* Task *
Among the entries, which lines carry the string "SyncedQueue"? Copy each of them.

* Data extracts *
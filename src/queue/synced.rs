//! Synced Queue
//!
//! Every operation round-trips through the storage backend: one item is one
//! record on disk, durable as soon as `offer` returns.

use std::marker::PhantomData;
use std::sync::atomic::{AtomicU64, Ordering};
use std::sync::Arc;

use parking_lot::{FairMutex, FairMutexGuard};

use crate::codec::Codec;
use crate::config::{CorruptionPolicy, QueueConfig};
use crate::error::Result;
use crate::limit::QueueLimit;
use crate::pool::BufferPool;
use crate::storage::{recover, BackendCursor, SegmentKind, SegmentSlice, StorageBackend};

use super::{batch, FileQueue};

/// Disk queue persisting every item individually
///
/// ## Concurrency:
/// - `backend`: one fair lock shared by every operation
/// - `size`: atomic counter, read without locking
pub struct SyncedQueue<T> {
    backend: FairMutex<StorageBackend>,
    size: AtomicU64,
    limit: QueueLimit<T>,
    pool: Arc<BufferPool>,
    corruption_policy: CorruptionPolicy,
    _items: PhantomData<fn() -> T>,
}

impl<T: Codec> SyncedQueue<T> {
    /// Open a queue without a size limit
    pub fn open(config: QueueConfig) -> Result<Self> {
        Self::with_limit(config, QueueLimit::NoLimit)
    }

    /// Open a queue guarded by `limit`
    ///
    /// The item count is restored by scanning every record once.
    pub fn with_limit(config: QueueConfig, limit: QueueLimit<T>) -> Result<Self> {
        let backend = StorageBackend::open(&config)?;

        let mut cursor = backend.cursor();
        let mut size = 0u64;
        while cursor.next_slice()?.is_some() {
            size += 1;
        }

        tracing::info!(queue = %config.name, items = size, "Opened synced queue");

        Ok(Self {
            backend: FairMutex::new(backend),
            size: AtomicU64::new(size),
            limit,
            pool: config.buffer_pool,
            corruption_policy: config.corruption_policy,
            _items: PhantomData,
        })
    }

    /// Number of items
    pub fn len(&self) -> u64 {
        self.size.load(Ordering::SeqCst)
    }

    pub fn is_empty(&self) -> bool {
        self.len() == 0
    }

    /// Enqueue an item
    pub fn offer(&self, item: T) -> Result<bool>
    where
        T: Send,
    {
        if self.limit.is_exceeded(self)? {
            self.limit.on_exceeded(item, self)?;
            return Ok(false);
        }

        let mut buf = self.pool.acquire();
        batch::put_item(&item, &mut buf)?;

        let mut backend = self.backend.lock();
        backend.append(&buf)?;
        self.size.fetch_add(1, Ordering::SeqCst);
        backend.compact_if_needed()?;
        Ok(true)
    }

    /// Remove and return the oldest item
    pub fn poll(&self) -> Result<Option<T>> {
        self.read(true)
    }

    /// Return the oldest item without removing it
    pub fn peek(&self) -> Result<Option<T>> {
        self.read(false)
    }

    /// Bytes used by segment files
    pub fn disk_size(&self) -> Result<u64> {
        self.backend.lock().disk_size()
    }

    /// Every write is already on disk
    pub fn flush(&self) -> Result<()> {
        Ok(())
    }

    /// Merge every WAL segment into compressed files
    pub fn compress(&self) -> Result<()> {
        self.backend.lock().compress()
    }

    /// Remove every item
    pub fn clear(&self) -> Result<()> {
        let mut backend = self.backend.lock();
        backend.clear()?;
        self.size.store(0, Ordering::SeqCst);
        Ok(())
    }

    /// Close the queue
    pub fn close(self) -> Result<()> {
        Ok(())
    }

    /// Iterate over the items, holding the queue lock until dropped
    pub fn cursor(&self) -> SyncedCursor<'_, T> {
        let backend = self.backend.lock();
        let cursor = backend.cursor();
        SyncedCursor {
            backend,
            cursor,
            queue: self,
        }
    }

    /// Run `action` with exclusive access to the backend
    pub fn with_backend<R>(&self, action: impl FnOnce(&mut StorageBackend) -> R) -> R {
        action(&mut self.backend.lock())
    }

    // =========================================================================
    // Private Helpers
    // =========================================================================

    fn read(&self, remove: bool) -> Result<Option<T>> {
        let mut backend = self.backend.lock();
        let mut buf = self.pool.acquire();

        loop {
            buf.clear();
            let Some(slice) = backend.peek_slice()? else {
                return Ok(None);
            };
            backend.read_slice(&slice, &mut buf)?;

            match batch::read_item(&buf, &slice) {
                Ok(item) => {
                    if remove {
                        backend.consume(&slice)?;
                        self.size.fetch_sub(1, Ordering::SeqCst);
                    }
                    return Ok(Some(item));
                }
                Err(e) => {
                    // Undecodable items are dropped unless the policy fails
                    recover(&self.corruption_policy, e, SegmentKind::Wal)?;
                    backend.consume(&slice)?;
                    self.size.fetch_sub(1, Ordering::SeqCst);
                }
            }
        }
    }
}

impl<T: Codec + Send> FileQueue<T> for SyncedQueue<T> {
    fn offer(&self, item: T) -> Result<bool> {
        SyncedQueue::offer(self, item)
    }

    fn poll(&self) -> Result<Option<T>> {
        SyncedQueue::poll(self)
    }

    fn peek(&self) -> Result<Option<T>> {
        SyncedQueue::peek(self)
    }

    fn len(&self) -> u64 {
        SyncedQueue::len(self)
    }

    fn disk_size(&self) -> Result<u64> {
        SyncedQueue::disk_size(self)
    }

    fn flush(&self) -> Result<()> {
        SyncedQueue::flush(self)
    }

    fn compress(&self) -> Result<()> {
        SyncedQueue::compress(self)
    }
}

/// Cursor over a synced queue
///
/// Yields each item with the slice locating it; pass the slice to
/// [`SyncedCursor::remove`] to delete that item in place.
pub struct SyncedCursor<'a, T> {
    backend: FairMutexGuard<'a, StorageBackend>,
    cursor: BackendCursor,
    queue: &'a SyncedQueue<T>,
}

impl<T: Codec> SyncedCursor<'_, T> {
    /// Delete the item at `slice`
    pub fn remove(&mut self, slice: &SegmentSlice) -> Result<()> {
        self.backend.remove(slice)?;
        self.queue.size.fetch_sub(1, Ordering::SeqCst);
        Ok(())
    }
}

impl<T: Codec> Iterator for SyncedCursor<'_, T> {
    type Item = Result<(SegmentSlice, T)>;

    fn next(&mut self) -> Option<Self::Item> {
        loop {
            let slice = match self.cursor.next_slice() {
                Ok(Some(slice)) => slice,
                Ok(None) => return None,
                Err(e) => return Some(Err(e)),
            };

            let mut buf = self.queue.pool.acquire();
            if let Err(e) = self.backend.read_slice(&slice, &mut buf) {
                return Some(Err(e));
            }
            match batch::read_item(&buf, &slice) {
                Ok(item) => return Some(Ok((slice, item))),
                Err(e) => {
                    if let Err(e) = recover(&self.queue.corruption_policy, e, SegmentKind::Wal) {
                        return Some(Err(e));
                    }
                }
            }
        }
    }
}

* Reply *
pub struct SyncedQueue<T> {
impl<T: Codec> SyncedQueue<T> {
impl<T: Codec + Send> FileQueue<T> for SyncedQueue<T> {
        SyncedQueue::offer(self, item)
        SyncedQueue::poll(self)
        SyncedQueue::peek(self)
        SyncedQueue::len(self)
        SyncedQueue::disk_size(self)
        SyncedQueue::flush(self)
        SyncedQueue::compress(self)
    queue: &'a SyncedQueue<T>,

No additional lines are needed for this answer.